** Work to complete **
Each record, in full, must be restated word for word.

** Data for processing **
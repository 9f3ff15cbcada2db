//! Single-slot inventory held by the player.

use geocache_core::TokenValue;

/// Holds at most one token value at a time.
#[derive(Clone, Copy, Debug, Default, PartialEq, Eq)]
pub(crate) struct Inventory {
    held: Option<TokenValue>,
}

impl Inventory {
    /// Places a value in the slot, replacing whatever was held.
    pub(crate) fn hold(&mut self, value: TokenValue) {
        self.held = Some(value);
    }

    /// Empties the slot, returning what it held.
    pub(crate) fn release(&mut self) -> Option<TokenValue> {
        self.held.take()
    }

    pub(crate) fn is_holding(&self) -> bool {
        self.held.is_some()
    }

    pub(crate) fn peek(&self) -> Option<TokenValue> {
        self.held
    }
}

#[cfg(test)]
mod tests {
    use super::*;

    #[test]
    fn hold_overwrites_and_release_clears() {
        let mut inventory = Inventory::default();
        assert!(!inventory.is_holding());

        inventory.hold(TokenValue::new(2).expect("positive"));
        inventory.hold(TokenValue::new(8).expect("positive"));
        assert_eq!(inventory.peek(), TokenValue::new(8));

        assert_eq!(inventory.release(), TokenValue::new(8));
        assert!(!inventory.is_holding());
        assert_eq!(inventory.release(), None);
    }
}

** Answer **
repository 9f3ff15cbcada2db
//! Single-slot inventory held by the player.

use geocache_core::TokenValue;

/// Holds at most one token value at a time.
#[derive(Clone, Copy, Debug, Default, PartialEq, Eq)]
pub(crate) struct Inventory {
    held: Option<TokenValue>,
}

impl Inventory {
    /// Places a value in the slot, replacing whatever was held.
    pub(crate) fn hold(&mut self, value: TokenValue) {
        self.held = Some(value);
    }

    /// Empties the slot, returning what it held.
    pub(crate) fn release(&mut self) -> Option<TokenValue> {
        self.held.take()
    }

    pub(crate) fn is_holding(&self) -> bool {
        self.held.is_some()
    }

    pub(crate) fn peek(&self) -> Option<TokenValue> {
        self.held
    }
}

#[cfg(test)]
mod tests {
    use super::*;

    #[test]
    fn hold_overwrites_and_release_clears() {
        let mut inventory = Inventory::default();
        assert!(!inventory.is_holding());

        inventory.hold(TokenValue::new(2).expect("positive"));
        inventory.hold(TokenValue::new(8).expect("positive"));
        assert_eq!(inventory.peek(), TokenValue::new(8));

        assert_eq!(inventory.release(), TokenValue::new(8));
        assert!(!inventory.is_holding());
        assert_eq!(inventory.release(), None);
    }
}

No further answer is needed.